Reddit uses a markdown parser to convert markdown text into HTML text. Among the features that markdown text provides, is the ability to define and use named references. In markdown, a reference is defined with the following syntax: [reference_name]: https://www.example.com A reference can be used with the following syntax: [reference_name] The resulting HTML text, will contain a link to https://www.example.com with the text reference_name: <a href="https://www.example.com/">reference_name</a>

In the backend, this feature is implemented with a hash table data structure that maps the reference name (the key) to the associated URL (the value). When a reference is defined, a hash function is used to convert the reference name into an integer (the hash value), which is mapped to an index in an array, by taking the modulus with the array length. The reference is inserted in the array at this index (code). As there may be references with different names but identical hash values (known as collisions) a linked list is kept at each index in the array. Each collision is inserted at the start of the linked list at the index it maps to.
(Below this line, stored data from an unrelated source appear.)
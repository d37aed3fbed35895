//! # memocache
//!
//! An in-memory cache for values that are expensive to create, and whose creation might fail.
//!
//! The cache is constructed with a [`Creator`], which produces the value for a missing key. The
//! central guarantee is request coalescing (also known as single-flight): when many threads call
//! [`Cache::get`] for the same missing key at the same time, the creator runs exactly once, and all
//! of them observe the same value or the same [`CreationError`]. Threads requesting different keys
//! never wait on each other's creation.
//!
//! ## Capacity and Expiration
//!
//! The cache holds at most [`CacheConfig::max_items`] entries (`0` means unlimited). Inserting a
//! new key into a full cache evicts the least recently used entry, where both creating and reading
//! a value count as a use.
//!
//! Values can expire in two ways:
//! - The creator returns a deadline together with the value, see [`Created`].
//! - The cache has a [`CacheConfig::max_age`], which caps the lifetime of every value.
//!
//! Whichever deadline is sooner wins. Expired values are never returned: [`Cache::get`] drops them
//! lazily and creates a fresh value instead. Values that are not looked up again stay in memory
//! until they are evicted, or until [`Cache::check_and_expire`] is called. An
//! [`ExpirationSweeper`] does that periodically on a background thread.
//!
//! ## Errors
//!
//! There is exactly one error, [`CreationError`], which wraps the error of the creator together with
//! the key. Failures are never cached: the failed entry is removed immediately, so the next lookup
//! starts a fresh attempt. Retrying is up to the caller.
//!
//! ## Evictor
//!
//! An optional [`Evictor`] callback is invoked for every created value that leaves the cache,
//! whether it was evicted or expired. It can be used to release resources held by the value. The
//! callback runs while the cache is locked, so it must return quickly and must not call back into
//! the cache.
//!
//! ### Metrics
//!
//! All metrics are tagged with a `cache` field that corresponds to [`CacheConfig::name`], and are
//! only reported after [`metrics::configure_statsd`] has been called:
//!
//! - `caches.access`: All accesses.
//! - `caches.memory.hit`: Accesses served by an already created value.
//! - `caches.memory.coalesced`: Accesses that waited for a concurrent creation.
//! - `caches.computation`: Actual creator invocations.
//! - `caches.computation.failed`: Creator invocations that returned an error.
//! - `caches.computation.duration`: A timer of creator invocations.
//! - `caches.eviction`: Entries evicted because the cache was full.
//! - `caches.expired`: Entries removed because their deadline passed.
//! - `caches.memory.entries`: A gauge of live entries, reported after each expiration check.
//!
//! ## Example
//!
//! ```
//! use std::io;
//! use std::time::Duration;
//!
//! use memocache::{Cache, CacheConfig, Created};
//!
//! let config = CacheConfig {
//!     name: "greetings".into(),
//!     max_items: 2,
//!     max_age: Some(Duration::from_secs(60)),
//! };
//! let cache: Cache<String, _> = Cache::with_config(config, |name: &String| -> Result<_, io::Error> {
//!     Ok(Created::new(format!("hello {name}")))
//! });
//!
//! let first = cache.get("world".to_owned()).unwrap();
//! assert_eq!(first.value, "hello world");
//! assert!(!first.cached);
//!
//! let second = cache.get("world".to_owned()).unwrap();
//! assert!(second.cached);
//! assert_eq!(second.deadline, first.deadline);
//! ```

#![warn(missing_docs)]

#[macro_use]
#[allow(missing_docs)]
pub mod metrics;

mod cache;
mod config;
mod entry;
mod error;
mod lru;
mod sweeper;

pub use cache::{Cache, Created, Creator, Evictor, Lookup};
pub use config::{CacheConfig, DEFAULT_MAX_ITEMS};
pub use error::CreationError;
pub use sweeper::ExpirationSweeper;
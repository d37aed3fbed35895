use std::thread;
use std::time::Duration;

use memocache::{Created, Creator};
use rand::Rng;
use serde::Deserialize;

#[derive(Debug, Deserialize)]
pub struct WorkloadsConfig {
    pub workloads: Vec<Workload>,
}

#[derive(Debug, Deserialize)]
pub struct Workload {
    /// Number of threads calling into the cache.
    pub concurrency: usize,
    #[serde(flatten)]
    pub keys: KeyDistribution,
    /// Simulated duration of every creation.
    #[serde(default, with = "humantime_serde")]
    pub latency: Duration,
    /// Lifetime of created values. Values live until evicted if unset.
    #[serde(default, with = "humantime_serde")]
    pub ttl: Option<Duration>,
    /// Probability of a creation to fail, between `0.0` and `1.0`.
    #[serde(default)]
    pub failure_rate: f64,
}

/// Which keys a workload requests.
#[derive(Debug, Deserialize, PartialEq)]
#[serde(rename_all = "lowercase")]
pub enum KeyDistribution {
    /// All of the given number of keys are equally likely.
    Uniform(usize),
    /// `hot_ratio` of all requests go to the first `hot` keys, the rest is spread over all `keys`.
    Hotset {
        keys: usize,
        hot: usize,
        hot_ratio: f64,
    },
}

impl KeyDistribution {
    pub fn sample<R: Rng>(&self, rng: &mut R) -> String {
        let index = match *self {
            KeyDistribution::Uniform(keys) => rng.random_range(0..keys.max(1)),
            KeyDistribution::Hotset {
                keys,
                hot,
                hot_ratio,
            } => {
                let keys = keys.max(1);
                if rng.random_bool(hot_ratio.clamp(0.0, 1.0)) {
                    rng.random_range(0..hot.clamp(1, keys))
                } else {
                    rng.random_range(0..keys)
                }
            }
        };
        format!("key-{index}")
    }
}

#[derive(Debug, thiserror::Error)]
#[error("simulated failure creating {key:?}")]
pub struct SimulatedFailure {
    key: String,
}

/// Creates values after sleeping for the workload's latency, failing at its failure rate.
#[derive(Debug)]
pub struct SimulatedCreator {
    latency: Duration,
    ttl: Option<Duration>,
    failure_rate: f64,
}

impl SimulatedCreator {
    pub fn new(workload: &Workload) -> Self {
        Self {
            latency: workload.latency,
            ttl: workload.ttl,
            failure_rate: workload.failure_rate.clamp(0.0, 1.0),
        }
    }
}

impl Creator<String> for SimulatedCreator {
    type Value = String;
    type Error = SimulatedFailure;

    fn create(&self, key: &String) -> Result<Created<String>, SimulatedFailure> {
        if !self.latency.is_zero() {
            thread::sleep(self.latency);
        }
        if self.failure_rate > 0.0 && rand::rng().random_bool(self.failure_rate) {
            return Err(SimulatedFailure { key: key.clone() });
        }

        let value = format!("value of {key}");
        Ok(match self.ttl {
            Some(ttl) => Created::expires_in(value, ttl),
            None => Created::new(value),
        })
    }
}
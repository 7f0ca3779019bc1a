//! Configuration module for linkcrawl
//!
//! This module handles loading, parsing, and validating TOML configuration files.
//! Every key is optional; a missing file section falls back to defaults.
//!
//! # Example
//!
//! ```no_run
//! use linkcrawl::config::load_config;
//! use std::path::Path;
//!
//! let config = load_config(Path::new("linkcrawl.toml")).unwrap();
//! println!("Fetch workers: {}", config.crawler.fetch_workers);
//! ```

mod parser;
mod types;
mod validation;

// Re-export types
pub use types::{CompletionMode, Config, CrawlerConfig, UserAgentConfig};

// Re-export parser functions
pub use parser::{compute_config_hash, load_config, load_config_with_hash, parse_config};
pub use validation::validate;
When a reference is used, the hash value and array index are calculated again. Then, the linked list is iterated until a reference with an identical hash value is found (code). (Note: This behavior is faulty, see Bug 3).

Bugs:

Bug 1: The hash table uses a weak hash function

The hash function for the reference hash table is implemented in a function named hash_link_ref. This is a case-insensitive version of the SDBM hash function. This is a weak hash function, meaning that an attacker can reliably generate a large number of collisions for it. This makes the hash table vulnerable to a hash-collision DoS attack, a type of algorithmic complexity attack. In this attack, an attacker inserts a large number of collisions into the hash table. All these references will be put into the same linked list, increasing its length. Then, when a reference is used, a very large linked list needs to be iterated to find the correct entry. As a result, the time to retrieve a reference increases linearly with the number of colliding entries (O(N), where N is the number of colliding entries). This is considered an algorithmic complexity vulnerability, as the expected behavior of a hash table is to have constant time retrieval and insertion (O(1), i.e. the retrieval and insertion time are unaffected by the number of entries in the table). These vulnerabilities can be exploited in DoS attacks.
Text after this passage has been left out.